Beaty was quick to respond to a woman in Beaverton who posted in a Facebook group looking for a portable AC unit, noting her apartment complex manager instructed her to remove the window unit she had installed.
Representatives of that apartment complex, Arbor Creek Apartments in Beaverton, did not respond to questions or requests for comment.
The Beaverton mayor said she's looking into whether the city has the authority to prevent landlords from prohibiting the use of those AC units, especially during an excessive heat warning and dangerous heat wave.
"Our team worked quickly to see what authority we have to make changes," Beaty said. "Having that information will also allow our policymakers to consider whether or not existing laws adequately address this issue."
Beaty said she and others from the city reached out to apartment complexes "to make sure that people can use their ACs as the temperatures rise today."
Oregon's current rules for tenants don't require landlords to provide air conditioning, but they do require a rental unit be "habitable."
Liz Merah, press secretary for Gov. Brown's office, said the state's focus is on "encouraging people to recognize the signs of heat-related illness, take proactive steps to stay cool and healthy, and for those who don't have air conditioning at home, to make a plan to get to a cooling center in their area."
The governor's office acknowledged the need for elderly and vulnerable populations to access to air conditioning.

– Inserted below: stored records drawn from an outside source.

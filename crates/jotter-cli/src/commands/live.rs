//! `jotter live`: a line-oriented editor driven by the sync engine.

use jotter_core::models::html_to_plain_text;
use jotter_core::Note;
use jotter_core::sync::{
    EditorEvent, EditorSession, SessionUpdate, Surface, SyncEngine, SyncStatus,
};
use tokio::io::{AsyncBufReadExt, BufReader};
use tokio::sync::mpsc;

use crate::commands::common::{
    authenticated_client, escape_html, fetch_note, format_note_detail, parse_note_id,
};
use crate::error::CliError;

#[derive(Debug, Clone, PartialEq, Eq)]
pub enum LiveCommand {
    Append(String),
    Title(String),
    Sync,
    Save,
    Show,
    Quit,
    SaveAndQuit,
    Help,
    Unknown(String),
}

const HELP: &str = "\
Type text to append a paragraph. Commands:
  :title <text>  rename the note
  :sync          check the server for changes
  :save          save now
  :show          print the note
  :wq            save and quit
  :q             quit (unsaved edits are dropped)";

pub fn parse_live_command(line: &str) -> LiveCommand {
    let trimmed = line.trim_end();
    let Some(command) = trimmed.strip_prefix(':') else {
        return LiveCommand::Append(trimmed.to_string());
    };

    let (name, argument) = command
        .split_once(char::is_whitespace)
        .map_or((command, ""), |(name, rest)| (name, rest.trim()));

    match name {
        "title" | "t" => LiveCommand::Title(argument.to_string()),
        "sync" => LiveCommand::Sync,
        "save" | "w" => LiveCommand::Save,
        "show" | "p" => LiveCommand::Show,
        "q" | "quit" => LiveCommand::Quit,
        "wq" | "x" => LiveCommand::SaveAndQuit,
        "help" | "h" | "?" => LiveCommand::Help,
        // `::text` appends a line that starts with a colon
        other if other.starts_with(':') => LiveCommand::Append(command.to_string()),
        other => LiveCommand::Unknown(other.to_string()),
    }
}

pub fn append_paragraph(content: &str, text: &str) -> String {
    format!("{content}<p>{}</p>", escape_html(text))
}

/// Local copy of the note body plus the number of edits handed to the engine.
///
/// A server copy is only adopted when the engine applied it after seeing
/// every edit sent so far; otherwise the queued edit wins inside the engine
/// and the local text must win here too.
#[derive(Debug, Clone, PartialEq, Eq)]
pub struct LiveBuffer {
    content: String,
    edits_sent: u64,
}

impl LiveBuffer {
    pub fn new(content: impl Into<String>, edit_seq: u64) -> Self {
        Self {
            content: content.into(),
            edits_sent: edit_seq,
        }
    }

    pub fn content(&self) -> &str {
        &self.content
    }

    /// Append a paragraph and return the new content to send.
    pub fn append(&mut self, text: &str) -> String {
        self.content = append_paragraph(&self.content, text);
        self.edits_sent += 1;
        self.content.clone()
    }

    pub const fn record_title_edit(&mut self) {
        self.edits_sent += 1;
    }

    pub fn adopt_remote(&mut self, note: &Note, edit_seq: u64) -> bool {
        if edit_seq != self.edits_sent {
            return false;
        }
        self.content.clone_from(&note.content);
        true
    }
}

/// Human-readable line for an engine update, if it is worth showing.
pub fn describe_update(update: &SessionUpdate) -> Option<String> {
    match update {
        SessionUpdate::Status(status) => match status {
            SyncStatus::Saving => Some("[saving]".to_string()),
            SyncStatus::SyncCheck => Some("[checking server]".to_string()),
            SyncStatus::Clean | SyncStatus::Dirty | SyncStatus::Closed => None,
        },
        SessionUpdate::Saved(note) => Some(format!("[saved note {}]", note.id)),
        SessionUpdate::SaveFailed(message) => Some(format!(
            "[save failed: {message}; edits kept, :save to retry]"
        )),
        SessionUpdate::RemoteApplied { note, .. } => Some(format!(
            "[updated from server]\n{}",
            html_to_plain_text(&note.content)
        )),
        SessionUpdate::RemoteDiscarded => {
            Some("[server copy skipped: local edits pending]".to_string())
        }
        SessionUpdate::RemoteMissing(id) => Some(format!(
            "[note {id} no longer exists on the server; local copy kept]"
        )),
        SessionUpdate::Closed { unsaved } => unsaved.then(|| "[closed with unsaved edits]".to_string()),
    }
}

pub async fn run_live(api_url: &str, id: Option<&str>, surface: Surface) -> Result<(), CliError> {
    let (client, _) = authenticated_client(api_url)?;

    let session = match id {
        Some(raw) => {
            let note = fetch_note(&client, parse_note_id(raw)?).await?;
            println!("{}", format_note_detail(&note));
            EditorSession::open(&note, surface.fallback_title())
        }
        None => EditorSession::new_draft("", "", surface.fallback_title()),
    };
    eprintln!("Live editing ({surface} surface). Type :help for commands.");

    let mut buffer = LiveBuffer::new(session.content(), session.edit_seq());
    let (events, events_rx) = mpsc::channel(64);
    let (updates_tx, mut updates) = mpsc::unbounded_channel();
    let engine = SyncEngine::new(client, surface.policy(), session, updates_tx);
    let engine_task = tokio::spawn(engine.run(events_rx));

    let mut lines = BufReader::new(tokio::io::stdin()).lines();
    loop {
        tokio::select! {
            line = lines.next_line() => {
                let Some(line) = line? else {
                    // EOF on piped input: keep what was typed.
                    send(&events, EditorEvent::SaveNow).await?;
                    break;
                };
                match parse_live_command(&line) {
                    LiveCommand::Append(text) => {
                        if text.trim().is_empty() {
                            continue;
                        }
                        let content = buffer.append(&text);
                        send(&events, EditorEvent::ContentChanged(content)).await?;
                    }
                    LiveCommand::Title(title) => {
                        buffer.record_title_edit();
                        send(&events, EditorEvent::TitleChanged(title)).await?;
                    }
                    LiveCommand::Sync => send(&events, EditorEvent::SyncNow).await?,
                    LiveCommand::Save => send(&events, EditorEvent::SaveNow).await?,
                    LiveCommand::Show => println!("{}", html_to_plain_text(buffer.content())),
                    LiveCommand::Quit => break,
                    LiveCommand::SaveAndQuit => {
                        send(&events, EditorEvent::SaveNow).await?;
                        break;
                    }
                    LiveCommand::Help => eprintln!("{HELP}"),
                    LiveCommand::Unknown(name) => eprintln!("Unknown command :{name} (try :help)"),
                }
            }
            Some(update) = updates.recv() => {
                if let SessionUpdate::RemoteApplied { note, edit_seq } = &update {
                    if !buffer.adopt_remote(note, *edit_seq) {
                        eprintln!("[server copy skipped: local edits pending]");
                        continue;
                    }
                }
                if let Some(line) = describe_update(&update) {
                    eprintln!("{line}");
                }
            }
        }
    }

    send(&events, EditorEvent::Close).await?;
    let session = engine_task
        .await
        .map_err(|error| CliError::Live(format!("sync engine task failed: {error}")))?;

    while let Ok(update) = updates.try_recv() {
        if let Some(line) = describe_update(&update) {
            eprintln!("{line}");
        }
    }
    if let Some(id) = session.note_id() {
        println!("{id}");
    }
    Ok(())
}

async fn send(events: &mpsc::Sender<EditorEvent>, event: EditorEvent) -> Result<(), CliError> {
    events
        .send(event)
        .await
        .map_err(|_| CliError::Live("sync engine stopped".to_string()))
}

#[cfg(test)]
mod tests {
    use jotter_core::{NoteId, UserId};

    use super::*;

    #[test]
    fn plain_lines_append() {
        assert_eq!(
            parse_live_command("hello world"),
            LiveCommand::Append("hello world".to_string())
        );
        assert_eq!(
            parse_live_command("::not a command"),
            LiveCommand::Append(":not a command".to_string())
        );
    }

    #[test]
    fn colon_commands_parse() {
        assert_eq!(
            parse_live_command(":title  Weekly plan "),
            LiveCommand::Title("Weekly plan".to_string())
        );
        assert_eq!(parse_live_command(":sync"), LiveCommand::Sync);
        assert_eq!(parse_live_command(":save"), LiveCommand::Save);
        assert_eq!(parse_live_command(":q"), LiveCommand::Quit);
        assert_eq!(parse_live_command(":wq"), LiveCommand::SaveAndQuit);
        assert_eq!(
            parse_live_command(":frobnicate"),
            LiveCommand::Unknown("frobnicate".to_string())
        );
    }

    #[test]
    fn append_escapes_markup() {
        assert_eq!(
            append_paragraph("<p>a</p>", "1 < 2 & 3"),
            "<p>a</p><p>1 &lt; 2 &amp; 3</p>"
        );
    }

    fn remote_note(content: &str) -> Note {
        Note {
            id: NoteId::new(4),
            user_id: UserId::new(1),
            title: "T".to_string(),
            content: content.to_string(),
            created_at: 1,
            updated_at: 2,
        }
    }

    #[test]
    fn remote_copy_adopted_when_engine_saw_every_edit() {
        let mut buffer = LiveBuffer::new("<p>a</p>", 0);
        buffer.append("b");
        assert!(buffer.adopt_remote(&remote_note("<p>server</p>"), 1));
        assert_eq!(buffer.content(), "<p>server</p>");

        assert_eq!(buffer.append("c"), "<p>server</p><p>c</p>");
    }

    #[test]
    fn remote_copy_skipped_when_edit_sent_after_apply() {
        // The engine applied the server copy at edit 0, but a typed line was
        // already on its way; that line must survive.
        let mut buffer = LiveBuffer::new("<p>a</p>", 0);
        let sent = buffer.append("typed");
        assert!(!buffer.adopt_remote(&remote_note("<p>server</p>"), 0));
        assert_eq!(buffer.content(), sent);

        assert_eq!(buffer.append("more"), "<p>a</p><p>typed</p><p>more</p>");
    }

    #[test]
    fn title_edits_count_toward_the_sequence() {
        let mut buffer = LiveBuffer::new("<p>a</p>", 3);
        buffer.record_title_edit();
        assert!(!buffer.adopt_remote(&remote_note("<p>server</p>"), 3));
        assert!(buffer.adopt_remote(&remote_note("<p>server</p>"), 4));
    }

    #[test]
    fn updates_render_for_humans() {
        let note = remote_note("<p>remote</p>");
        assert_eq!(
            describe_update(&SessionUpdate::Saved(note.clone())),
            Some("[saved note 4]".to_string())
        );
        assert_eq!(
            describe_update(&SessionUpdate::RemoteApplied { note, edit_seq: 0 }),
            Some("[updated from server]\nremote".to_string())
        );
        assert_eq!(
            describe_update(&SessionUpdate::Status(SyncStatus::Dirty)),
            None
        );
        assert_eq!(
            describe_update(&SessionUpdate::Closed { unsaved: false }),
            None
        );
    }
}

"In the long-term, placing free or low-cost air conditioners, cooling systems, or alternatives with less of an impact to the environment in the homes of vulnerable and at-risk populations was an area identified for further study by the Oregon Office of Emergency Management following the June heat wave," Merah said, noting the governor's office will continue to work with county leaders and other agencies to help people prepare for the heat.